» Data extract:
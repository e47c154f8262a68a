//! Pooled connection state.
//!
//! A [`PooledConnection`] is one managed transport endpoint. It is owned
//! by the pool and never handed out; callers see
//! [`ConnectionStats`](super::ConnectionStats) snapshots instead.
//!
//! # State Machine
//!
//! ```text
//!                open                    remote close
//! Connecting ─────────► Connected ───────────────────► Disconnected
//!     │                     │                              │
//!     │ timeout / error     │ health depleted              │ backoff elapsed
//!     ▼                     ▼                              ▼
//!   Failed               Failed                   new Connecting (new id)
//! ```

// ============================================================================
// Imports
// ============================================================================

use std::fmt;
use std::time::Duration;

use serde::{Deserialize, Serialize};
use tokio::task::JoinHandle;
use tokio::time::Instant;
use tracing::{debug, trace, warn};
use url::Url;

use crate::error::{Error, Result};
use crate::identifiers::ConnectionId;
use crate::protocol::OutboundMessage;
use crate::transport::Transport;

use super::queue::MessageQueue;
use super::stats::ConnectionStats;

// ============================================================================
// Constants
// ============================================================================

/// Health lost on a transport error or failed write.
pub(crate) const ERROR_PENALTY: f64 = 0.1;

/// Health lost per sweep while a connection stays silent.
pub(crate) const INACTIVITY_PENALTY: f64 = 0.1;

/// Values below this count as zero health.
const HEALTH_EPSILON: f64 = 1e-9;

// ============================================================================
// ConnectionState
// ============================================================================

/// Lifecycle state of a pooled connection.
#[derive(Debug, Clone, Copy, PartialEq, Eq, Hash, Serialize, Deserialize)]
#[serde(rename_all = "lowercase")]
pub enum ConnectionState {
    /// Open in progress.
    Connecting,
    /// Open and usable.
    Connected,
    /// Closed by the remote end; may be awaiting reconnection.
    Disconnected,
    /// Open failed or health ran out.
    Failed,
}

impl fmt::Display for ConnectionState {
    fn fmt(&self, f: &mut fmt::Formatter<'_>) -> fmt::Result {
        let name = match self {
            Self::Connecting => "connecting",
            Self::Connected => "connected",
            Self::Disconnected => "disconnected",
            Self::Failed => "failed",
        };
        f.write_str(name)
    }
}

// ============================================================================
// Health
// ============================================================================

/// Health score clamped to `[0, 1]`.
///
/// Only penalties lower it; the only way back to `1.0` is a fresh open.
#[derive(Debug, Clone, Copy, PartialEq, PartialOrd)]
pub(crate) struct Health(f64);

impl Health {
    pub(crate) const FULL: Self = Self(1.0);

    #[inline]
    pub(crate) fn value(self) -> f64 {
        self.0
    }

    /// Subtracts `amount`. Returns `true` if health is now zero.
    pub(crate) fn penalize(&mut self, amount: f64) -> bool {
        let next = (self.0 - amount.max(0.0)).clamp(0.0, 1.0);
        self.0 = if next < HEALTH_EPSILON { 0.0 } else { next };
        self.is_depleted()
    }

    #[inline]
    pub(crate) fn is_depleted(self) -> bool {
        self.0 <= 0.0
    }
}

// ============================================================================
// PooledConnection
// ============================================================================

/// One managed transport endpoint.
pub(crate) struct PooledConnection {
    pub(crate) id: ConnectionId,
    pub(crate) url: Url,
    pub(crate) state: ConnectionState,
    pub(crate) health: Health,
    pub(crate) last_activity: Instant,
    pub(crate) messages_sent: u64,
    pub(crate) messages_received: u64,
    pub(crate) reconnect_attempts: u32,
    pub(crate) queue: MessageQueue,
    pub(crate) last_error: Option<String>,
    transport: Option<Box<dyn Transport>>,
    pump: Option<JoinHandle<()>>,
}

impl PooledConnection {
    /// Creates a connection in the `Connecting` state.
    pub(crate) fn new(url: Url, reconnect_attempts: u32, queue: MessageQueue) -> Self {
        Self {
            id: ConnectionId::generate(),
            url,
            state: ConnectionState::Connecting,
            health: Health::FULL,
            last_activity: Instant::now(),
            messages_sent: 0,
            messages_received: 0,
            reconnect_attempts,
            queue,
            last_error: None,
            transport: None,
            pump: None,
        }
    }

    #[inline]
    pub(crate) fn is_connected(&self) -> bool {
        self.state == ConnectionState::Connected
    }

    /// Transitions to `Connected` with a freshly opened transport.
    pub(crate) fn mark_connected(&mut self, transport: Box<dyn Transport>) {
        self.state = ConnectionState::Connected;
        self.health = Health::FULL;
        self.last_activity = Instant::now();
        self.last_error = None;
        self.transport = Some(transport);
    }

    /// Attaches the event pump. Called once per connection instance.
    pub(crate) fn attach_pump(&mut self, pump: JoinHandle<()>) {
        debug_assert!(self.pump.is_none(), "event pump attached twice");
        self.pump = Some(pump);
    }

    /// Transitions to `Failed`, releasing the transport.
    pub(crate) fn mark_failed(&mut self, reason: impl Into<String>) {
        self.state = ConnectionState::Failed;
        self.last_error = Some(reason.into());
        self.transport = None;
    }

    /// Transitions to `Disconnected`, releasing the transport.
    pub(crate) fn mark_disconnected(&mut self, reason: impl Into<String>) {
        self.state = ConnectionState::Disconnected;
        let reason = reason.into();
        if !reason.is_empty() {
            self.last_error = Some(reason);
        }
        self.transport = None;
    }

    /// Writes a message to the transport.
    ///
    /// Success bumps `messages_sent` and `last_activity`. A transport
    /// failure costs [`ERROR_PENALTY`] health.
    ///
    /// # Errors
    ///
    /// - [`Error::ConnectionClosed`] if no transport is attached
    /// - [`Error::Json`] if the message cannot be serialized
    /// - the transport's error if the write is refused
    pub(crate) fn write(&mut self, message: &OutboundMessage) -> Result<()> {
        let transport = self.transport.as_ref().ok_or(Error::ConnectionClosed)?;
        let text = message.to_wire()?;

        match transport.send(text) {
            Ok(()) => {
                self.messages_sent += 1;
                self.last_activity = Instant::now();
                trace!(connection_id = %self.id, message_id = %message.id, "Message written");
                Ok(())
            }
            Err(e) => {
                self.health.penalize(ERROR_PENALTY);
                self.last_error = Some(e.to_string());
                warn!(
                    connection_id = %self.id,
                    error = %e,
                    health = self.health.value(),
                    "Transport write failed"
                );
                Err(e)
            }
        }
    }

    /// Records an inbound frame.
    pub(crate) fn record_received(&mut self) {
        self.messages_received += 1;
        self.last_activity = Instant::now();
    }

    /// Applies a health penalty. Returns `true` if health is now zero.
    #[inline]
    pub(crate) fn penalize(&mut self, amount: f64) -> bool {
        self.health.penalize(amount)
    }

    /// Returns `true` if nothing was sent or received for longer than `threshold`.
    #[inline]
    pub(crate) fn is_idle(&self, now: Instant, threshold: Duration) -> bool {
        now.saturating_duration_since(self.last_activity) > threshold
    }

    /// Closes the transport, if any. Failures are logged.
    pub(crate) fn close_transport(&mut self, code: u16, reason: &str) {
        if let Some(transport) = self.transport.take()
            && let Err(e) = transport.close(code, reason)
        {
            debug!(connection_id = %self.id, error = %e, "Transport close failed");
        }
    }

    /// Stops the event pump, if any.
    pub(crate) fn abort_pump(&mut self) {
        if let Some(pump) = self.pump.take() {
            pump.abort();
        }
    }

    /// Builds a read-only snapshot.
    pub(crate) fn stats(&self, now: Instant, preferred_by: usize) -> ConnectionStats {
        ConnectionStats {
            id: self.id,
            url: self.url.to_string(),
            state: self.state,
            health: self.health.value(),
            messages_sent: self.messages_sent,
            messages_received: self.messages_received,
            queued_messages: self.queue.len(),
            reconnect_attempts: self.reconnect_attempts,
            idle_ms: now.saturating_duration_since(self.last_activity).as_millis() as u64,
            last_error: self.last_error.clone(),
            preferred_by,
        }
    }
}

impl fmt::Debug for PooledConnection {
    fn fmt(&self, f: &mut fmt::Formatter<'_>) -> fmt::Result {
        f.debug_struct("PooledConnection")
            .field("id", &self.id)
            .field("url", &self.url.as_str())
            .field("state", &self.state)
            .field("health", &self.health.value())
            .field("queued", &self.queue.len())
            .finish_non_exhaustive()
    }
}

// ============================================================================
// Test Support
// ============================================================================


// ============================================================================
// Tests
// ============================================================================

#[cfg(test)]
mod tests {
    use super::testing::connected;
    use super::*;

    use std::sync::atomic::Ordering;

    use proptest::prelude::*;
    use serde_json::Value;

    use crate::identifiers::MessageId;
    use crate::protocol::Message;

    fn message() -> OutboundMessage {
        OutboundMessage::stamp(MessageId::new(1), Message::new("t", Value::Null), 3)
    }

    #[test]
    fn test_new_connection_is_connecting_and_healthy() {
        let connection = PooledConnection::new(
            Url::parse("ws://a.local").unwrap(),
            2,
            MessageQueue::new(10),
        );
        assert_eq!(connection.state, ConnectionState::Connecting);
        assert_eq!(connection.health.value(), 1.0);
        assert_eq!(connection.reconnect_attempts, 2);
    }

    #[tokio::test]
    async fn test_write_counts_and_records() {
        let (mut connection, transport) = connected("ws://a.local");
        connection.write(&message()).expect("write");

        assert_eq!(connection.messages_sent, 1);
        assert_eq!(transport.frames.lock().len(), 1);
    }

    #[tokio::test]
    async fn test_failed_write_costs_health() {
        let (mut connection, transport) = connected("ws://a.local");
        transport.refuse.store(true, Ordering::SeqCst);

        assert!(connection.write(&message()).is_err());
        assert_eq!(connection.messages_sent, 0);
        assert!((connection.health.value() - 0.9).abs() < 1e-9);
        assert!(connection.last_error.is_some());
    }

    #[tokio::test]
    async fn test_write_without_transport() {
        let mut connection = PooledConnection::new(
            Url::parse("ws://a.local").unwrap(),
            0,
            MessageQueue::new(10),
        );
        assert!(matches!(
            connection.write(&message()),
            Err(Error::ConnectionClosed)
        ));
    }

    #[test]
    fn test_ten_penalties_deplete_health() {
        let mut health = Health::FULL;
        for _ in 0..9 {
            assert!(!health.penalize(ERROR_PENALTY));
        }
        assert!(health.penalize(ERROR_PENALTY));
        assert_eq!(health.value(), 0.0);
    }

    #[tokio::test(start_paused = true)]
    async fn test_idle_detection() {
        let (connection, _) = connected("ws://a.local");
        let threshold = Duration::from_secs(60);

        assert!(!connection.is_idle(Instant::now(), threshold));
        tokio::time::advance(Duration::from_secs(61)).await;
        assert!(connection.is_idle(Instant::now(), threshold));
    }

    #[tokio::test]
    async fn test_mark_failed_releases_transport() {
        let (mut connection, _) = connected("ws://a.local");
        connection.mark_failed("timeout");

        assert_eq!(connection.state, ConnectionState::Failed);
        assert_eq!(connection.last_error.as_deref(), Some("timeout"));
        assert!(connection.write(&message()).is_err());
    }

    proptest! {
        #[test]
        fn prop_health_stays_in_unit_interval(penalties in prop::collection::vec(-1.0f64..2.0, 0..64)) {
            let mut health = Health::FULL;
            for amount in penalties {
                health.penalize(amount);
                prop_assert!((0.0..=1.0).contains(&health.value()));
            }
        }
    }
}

---

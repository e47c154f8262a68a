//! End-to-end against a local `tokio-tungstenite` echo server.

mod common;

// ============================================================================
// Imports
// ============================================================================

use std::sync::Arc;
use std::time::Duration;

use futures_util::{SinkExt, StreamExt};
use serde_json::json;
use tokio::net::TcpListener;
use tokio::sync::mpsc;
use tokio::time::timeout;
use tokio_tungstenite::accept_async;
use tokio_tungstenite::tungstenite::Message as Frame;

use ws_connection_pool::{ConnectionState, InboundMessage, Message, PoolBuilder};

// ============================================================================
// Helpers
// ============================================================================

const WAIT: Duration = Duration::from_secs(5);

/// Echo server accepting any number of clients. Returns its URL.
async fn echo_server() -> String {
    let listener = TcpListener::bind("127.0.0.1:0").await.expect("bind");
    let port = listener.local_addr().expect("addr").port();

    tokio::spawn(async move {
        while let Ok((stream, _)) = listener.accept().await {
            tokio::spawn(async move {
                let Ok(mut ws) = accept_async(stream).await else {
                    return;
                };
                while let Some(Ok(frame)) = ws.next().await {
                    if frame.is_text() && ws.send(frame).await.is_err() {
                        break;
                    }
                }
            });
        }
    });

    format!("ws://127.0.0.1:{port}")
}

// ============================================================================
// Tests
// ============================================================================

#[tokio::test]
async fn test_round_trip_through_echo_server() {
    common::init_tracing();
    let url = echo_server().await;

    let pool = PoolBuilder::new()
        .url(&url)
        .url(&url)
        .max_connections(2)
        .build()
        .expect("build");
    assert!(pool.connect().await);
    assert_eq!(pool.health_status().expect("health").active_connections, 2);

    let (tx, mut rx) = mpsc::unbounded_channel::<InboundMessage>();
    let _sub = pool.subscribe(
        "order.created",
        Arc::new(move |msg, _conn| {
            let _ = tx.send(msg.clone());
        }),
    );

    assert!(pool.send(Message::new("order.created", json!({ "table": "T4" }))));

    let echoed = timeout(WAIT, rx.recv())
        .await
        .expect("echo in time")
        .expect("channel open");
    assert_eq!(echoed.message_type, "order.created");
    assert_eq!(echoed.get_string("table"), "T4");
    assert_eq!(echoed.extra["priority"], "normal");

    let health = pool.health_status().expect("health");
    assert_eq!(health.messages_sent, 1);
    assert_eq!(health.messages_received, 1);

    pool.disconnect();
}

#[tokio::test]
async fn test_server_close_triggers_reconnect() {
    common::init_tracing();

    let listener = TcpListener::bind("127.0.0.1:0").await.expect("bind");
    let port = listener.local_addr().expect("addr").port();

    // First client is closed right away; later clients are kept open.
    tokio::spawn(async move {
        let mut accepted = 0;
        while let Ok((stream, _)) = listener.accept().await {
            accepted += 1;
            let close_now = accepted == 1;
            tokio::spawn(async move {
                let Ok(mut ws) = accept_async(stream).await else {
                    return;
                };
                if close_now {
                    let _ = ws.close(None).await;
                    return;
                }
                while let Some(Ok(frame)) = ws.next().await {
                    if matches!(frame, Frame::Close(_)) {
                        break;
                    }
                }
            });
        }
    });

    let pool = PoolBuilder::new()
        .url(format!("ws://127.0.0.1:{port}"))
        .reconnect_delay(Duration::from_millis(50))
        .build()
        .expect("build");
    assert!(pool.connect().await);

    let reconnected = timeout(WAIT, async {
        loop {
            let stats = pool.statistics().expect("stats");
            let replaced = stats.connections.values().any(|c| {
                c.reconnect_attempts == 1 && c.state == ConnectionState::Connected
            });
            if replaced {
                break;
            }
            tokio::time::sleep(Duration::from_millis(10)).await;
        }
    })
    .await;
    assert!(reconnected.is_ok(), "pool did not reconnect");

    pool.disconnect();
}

» Task:
If a line in the records holds the word "releasing", count it, then give only the total.

» Response box:
2